First, here are some points on which I do not expect us to differ from the mainstream of Satanism (or, at least, American Satanism), but rather to be even more solidly in the mainstream:
- I expect us to be even less likely than most Satanists to feel that Satanism requires us to be "evil" in the sense of criminal or antisocial. See my article on Satan and "Evil" in Christianity.
- More generally, I think we would be even less likely than other Satanists to be members of what I call the Brat Brigade, about whom see my satirical article Advice for Christian Evangelists.
- I think we would be even less likely than most Satanists to feel that being a Satanist requires any sort of outlandish behavior on our part. After all, Satan is the "God of this world" (2 Corinthians 4:4).
- At the same time, I think we would be likely to feel that Satanism should be accepting of various kinds of nonconformity -- especially the kinds of nonconformity that are opposed by the Christian religious right wing, e.g. sexual and gender nonconformity.
Now for some points on which I do expect us to differ from many of the more vocal public Satanists (of both the theistic and symbolic kinds):
- I expect that we would be friendlier towards people of other non-Christian religions, e.g. Wiccans. As former hardcore Christians, I expect us to be keenly aware of the common enemy that we and other non-Christians face, especially here in the United States.
- I expect us to be less likely to equate Satanism with our political views, whatever they may be, and I expect us to be more likely to be politically moderate or liberal, given the association between hardcore Christianity and right-wing politics. (In contrast, many of today's more vocal public Satanists equate their Satanism with one or more of the following: libertarianism, "social Darwinism," anti-"egalitarianism," anti-democratism, racial or ethnic nationalism, anarchism, or political extremism of one kind or another, usually right-wing, though in a few cases left-wing. Before LaVey, it was more common to equate Satanism with left-wing politics.)
- I expect us to be less likely than other theistic Satanists to conceive of Satan as an especially wrathful, jealous, or attention-hungry deity. In hardcore Christianity, "God" is the wrathful, jealous, attention-hungry one, whereas Satan is more interested in leading people away from "God" than in getting lots of people to bow down to Satan Himself. Even atheists -- and other people who don't believe in Satan at all, let alone worship Him -- are seen by hardcore Christians as being in Satan's camp. Thus, in refreshing contrast to the Christian "God," Satan does not appear to be hungry for human flattery.

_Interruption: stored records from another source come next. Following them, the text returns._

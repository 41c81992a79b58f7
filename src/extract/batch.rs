//! Cross-page deduplication and batching.

use std::collections::{HashSet, VecDeque};
use std::iter::Fuse;

use tracing::{debug, warn};

use super::page::extract_page;
use crate::listing::Listing;

/// Listings per emitted batch unless configured otherwise.
pub const DEFAULT_BATCH_SIZE: usize = 100;

/// Accumulates listings from successive pages, dropping `(title, link)`
/// pairs already seen in this run and cutting them into fixed-size batches.
///
/// One batcher belongs to one run; it is never shared.
#[derive(Debug)]
pub struct PageBatcher {
    batch_size: usize,
    seen: HashSet<(String, String)>,
    current: Vec<Listing>,
    ready: VecDeque<Vec<Listing>>,
}

impl PageBatcher {
    /// Creates a batcher emitting batches of `batch_size` (minimum 1).
    #[must_use]
    pub fn new(batch_size: usize) -> Self {
        let batch_size = batch_size.max(1);
        Self {
            batch_size,
            seen: HashSet::new(),
            current: Vec::with_capacity(batch_size),
            ready: VecDeque::new(),
        }
    }

    /// Extracts a page and queues its unseen listings. `None` is a page that
    /// could not be fetched; it is skipped. Returns the number of new listings.
    pub fn push_page(&mut self, markup: Option<&str>) -> usize {
        match markup {
            Some(markup) => self.push_listings(extract_page(markup)),
            None => {
                warn!("page unavailable, skipping");
                0
            }
        }
    }

    /// Queues listings whose `(title, link)` has not been seen in this run.
    /// Returns how many were new.
    pub fn push_listings(&mut self, listings: impl IntoIterator<Item = Listing>) -> usize {
        let mut added = 0;
        for listing in listings {
            if !self.seen.insert(listing.key()) {
                debug!(title = %listing.title, "duplicate listing skipped");
                continue;
            }
            added += 1;
            self.current.push(listing);
            if self.current.len() >= self.batch_size {
                let full = std::mem::replace(&mut self.current, Vec::with_capacity(self.batch_size));
                self.ready.push_back(full);
            }
        }
        added
    }

    /// Takes the oldest full batch, if any.
    pub fn pop_ready(&mut self) -> Option<Vec<Listing>> {
        self.ready.pop_front()
    }

    /// Takes whatever remains: queued full batches first, then the partial
    /// batch. Returns `None` once everything has been drained.
    pub fn finish(&mut self) -> Option<Vec<Listing>> {
        if let Some(batch) = self.ready.pop_front() {
            return Some(batch);
        }
        if self.current.is_empty() {
            None
        } else {
            Some(std::mem::take(&mut self.current))
        }
    }

    /// Distinct listings accepted so far.
    #[must_use]
    pub fn seen_count(&self) -> usize {
        self.seen.len()
    }
}

/// Pull-based iterator of listing batches over a sequence of pages.
///
/// Pages are consumed lazily: the next page is only extracted when no batch
/// is ready. Dropping the iterator stops the run.
#[derive(Debug)]
pub struct ListingBatches<I: Iterator> {
    pages: Fuse<I>,
    batcher: PageBatcher,
}

impl<I> ListingBatches<I>
where
    I: Iterator<Item = Option<String>>,
{
    /// Wraps a page sequence. `None` items are missing pages.
    pub fn new(pages: impl IntoIterator<IntoIter = I>, batch_size: usize) -> Self {
        Self {
            pages: pages.into_iter().fuse(),
            batcher: PageBatcher::new(batch_size),
        }
    }
}

impl<I> Iterator for ListingBatches<I>
where
    I: Iterator<Item = Option<String>>,
{
    type Item = Vec<Listing>;

    fn next(&mut self) -> Option<Self::Item> {
        loop {
            if let Some(batch) = self.batcher.pop_ready() {
                return Some(batch);
            }
            match self.pages.next() {
                Some(page) => {
                    self.batcher.push_page(page.as_deref());
                }
                None => return self.batcher.finish(),
            }
        }
    }
}

/// Batches listings across `pages` in discovery order.
///
/// # Examples
///
/// ```
/// use scout_core::extract::listing_batches;
///
/// let pages = vec![None, Some("<p>empty</p>".to_string())];
/// assert_eq!(listing_batches(pages, 10).count(), 0);
/// ```
pub fn listing_batches<P>(pages: P, batch_size: usize) -> ListingBatches<P::IntoIter>
where
    P: IntoIterator<Item = Option<String>>,
{
    ListingBatches::new(pages, batch_size)
}
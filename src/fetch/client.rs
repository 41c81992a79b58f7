//! HTTP client for marketplace search pages.

use std::sync::Arc;
use std::time::Duration;

use reqwest::Client;
use reqwest::header::RETRY_AFTER;
use tracing::{debug, info, instrument, warn};
use url::Url;

use super::rate_limiter::{DEFAULT_REQUEST_DELAY, RateLimiter, parse_retry_after};
use super::retry::{DEFAULT_MAX_RETRIES, FailureType, RetryDecision, RetryPolicy, classify_error};
use super::FetchError;

/// Search endpoint queried by default.
pub const DEFAULT_SEARCH_URL: &str = "https://www.ebay.com/sch/i.html";

/// Results requested per page.
const ITEMS_PER_PAGE: u32 = 50;

/// Default request timeout in seconds.
pub const DEFAULT_TIMEOUT_SECS: u64 = 10;

/// Project URL advertised in the User-Agent.
const PROJECT_UA_URL: &str = "https://github.com/fierce/prusa-scout";

/// User-Agent identifying this tool and its version.
#[must_use]
pub fn default_user_agent() -> String {
    let version = env!("CARGO_PKG_VERSION");
    format!("prusa-scout/{version} (listing-research-tool; +{PROJECT_UA_URL})")
}

/// One keyword search near a location.
#[derive(Debug, Clone, PartialEq, Eq)]
pub struct SearchQuery {
    /// Search terms, e.g. `"Prusa MK4"`.
    pub keyword: String,
    /// Buyer postal code used for location-preferred results.
    pub zip_code: String,
}

impl SearchQuery {
    /// Creates a query.
    pub fn new(keyword: impl Into<String>, zip_code: impl Into<String>) -> Self {
        Self {
            keyword: keyword.into(),
            zip_code: zip_code.into(),
        }
    }
}

/// Client settings.
#[derive(Debug, Clone)]
pub struct FetchConfig {
    /// Search endpoint; overridable to point at a test server.
    pub base_url: String,
    /// Whole-request timeout.
    pub timeout: Duration,
    /// Connection establishment timeout.
    pub connect_timeout: Duration,
    /// Minimum spacing between requests to the same host; zero disables it.
    pub request_delay: Duration,
    /// Attempts per page, the first one included.
    pub max_retries: u32,
}

impl Default for FetchConfig {
    fn default() -> Self {
        Self {
            base_url: DEFAULT_SEARCH_URL.to_string(),
            timeout: Duration::from_secs(DEFAULT_TIMEOUT_SECS),
            connect_timeout: Duration::from_secs(DEFAULT_TIMEOUT_SECS),
            request_delay: DEFAULT_REQUEST_DELAY,
            max_retries: DEFAULT_MAX_RETRIES,
        }
    }
}

/// Fetches search result pages with pacing and retries.
///
/// Create once per run and reuse; the underlying connection pool and the
/// per-host pacing state are shared by every fetch.
#[derive(Debug, Clone)]
pub struct SearchClient {
    client: Client,
    base_url: Url,
    retry_policy: RetryPolicy,
    rate_limiter: Arc<RateLimiter>,
}

impl SearchClient {
    /// Builds a client from `config`.
    ///
    /// # Errors
    ///
    /// Returns [`FetchError::InvalidUrl`] for an unparseable base URL and
    /// [`FetchError::Client`] when the HTTP client cannot be built.
    pub fn new(config: &FetchConfig) -> Result<Self, FetchError> {
        let base_url =
            Url::parse(&config.base_url).map_err(|_| FetchError::invalid_url(&config.base_url))?;

        let client = Client::builder()
            .connect_timeout(config.connect_timeout)
            .timeout(config.timeout)
            .gzip(true)
            .user_agent(default_user_agent())
            .build()
            .map_err(FetchError::Client)?;

        let rate_limiter = Arc::new(RateLimiter::new(config.request_delay));
        debug!(
            %base_url,
            delay_ms = rate_limiter.delay().as_millis(),
            max_attempts = config.max_retries,
            "search client ready"
        );

        Ok(Self {
            client,
            base_url,
            retry_policy: RetryPolicy::with_max_attempts(config.max_retries),
            rate_limiter,
        })
    }

    /// Replaces the retry policy.
    #[must_use]
    pub fn with_retry_policy(mut self, policy: RetryPolicy) -> Self {
        self.retry_policy = policy;
        self
    }

    /// URL of result page `page` (1-indexed) for `query`.
    #[must_use]
    pub fn page_url(&self, query: &SearchQuery, page: u32) -> Url {
        let mut url = self.base_url.clone();
        url.query_pairs_mut()
            .append_pair("_nkw", &query.keyword)
            .append_pair("_stpos", &query.zip_code)
            .append_pair("_ipg", &ITEMS_PER_PAGE.to_string())
            .append_pair("LH_PrefLoc", "2")
            .append_pair("_pgn", &page.to_string());
        url
    }

    /// Fetches one results page, or `None` once retries are exhausted or the
    /// failure is permanent. The final error is logged.
    #[instrument(skip(self), fields(keyword = %query.keyword))]
    pub async fn fetch_page(&self, query: &SearchQuery, page: u32) -> Option<String> {
        match self.try_fetch_page(query, page).await {
            Ok(markup) => Some(markup),
            Err(e) => {
                warn!(page, error = %e, "giving up on page");
                None
            }
        }
    }

    /// Fetches one results page, retrying transient failures.
    ///
    /// # Errors
    ///
    /// Returns the last [`FetchError`] once the retry policy stops retrying.
    pub async fn try_fetch_page(&self, query: &SearchQuery, page: u32) -> Result<String, FetchError> {
        let url = self.page_url(query, page);
        let mut attempt = 0u32;

        loop {
            attempt += 1;
            self.rate_limiter.acquire(url.as_str()).await;
            debug!(%url, attempt, "requesting page");

            let error = match self.get_once(&url).await {
                Ok(markup) => return Ok(markup),
                Err(e) => e,
            };

            let failure_type = classify_error(&error);
            let retry_after = if failure_type == FailureType::RateLimited {
                error.retry_after().and_then(parse_retry_after)
            } else {
                None
            };

            match self.retry_policy.should_retry(failure_type, attempt) {
                RetryDecision::Retry {
                    delay,
                    attempt: next_attempt,
                } => {
                    let delay = retry_after.unwrap_or(delay);
                    info!(
                        page,
                        attempt = next_attempt,
                        max_attempts = self.retry_policy.max_attempts(),
                        delay_ms = delay.as_millis(),
                        using_retry_after = retry_after.is_some(),
                        error = %error,
                        "retrying page"
                    );
                    tokio::time::sleep(delay).await;
                }
                RetryDecision::DoNotRetry { reason } => {
                    debug!(page, %reason, "not retrying page");
                    return Err(error);
                }
            }
        }
    }

    async fn get_once(&self, url: &Url) -> Result<String, FetchError> {
        let response = self
            .client
            .get(url.clone())
            .send()
            .await
            .map_err(|e| FetchError::from_request(url.as_str(), e))?;

        let status = response.status();
        if !status.is_success() {
            let retry_after = response
                .headers()
                .get(RETRY_AFTER)
                .and_then(|v| v.to_str().ok())
                .map(str::to_string);
            return Err(FetchError::http_status_with_retry_after(
                url.as_str(),
                status.as_u16(),
                retry_after,
            ));
        }

        response
            .text()
            .await
            .map_err(|e| FetchError::body(url.as_str(), e))
    }
}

- I expect us to be more likely than other theistic Satanists to keep in mind Satan's trickster aspects, and thus less likely to lose sight of our responsibility to think for ourselves. Thus, for example, I expect us to be less likely than other theistic Satanists to venerate certain "inspired" writings as infallible Satanic scripture, or to believe that our own personal "revelations from Satan" should be taken as infallible literal truths.
- More generally, I expect us to be less susceptible to dogmatism than most Satanists, both theistic and symbolic. Remember that hardcore Christians regard Satan as the author of all religions and worldviews other than their own. Well, if Satan has inspired so many different worldviews, then, clearly, Satan is not a dogmatist! It is up to each of us, as individuals, to explore a variety of alternatives and to think for ourselves. And Satan is, among other things, a god who favors human thought in general, rather than blind obedience to dogma.
Are my guesses correct? If you're a theistic Satanist from a hardcore Christian background, I'd be very interested to hear what you think, either way, about the above issues. Please join the email group Theistic-Satanists-ex-hard-Xian and let me know what you think. Or you may email me privately, if you prefer.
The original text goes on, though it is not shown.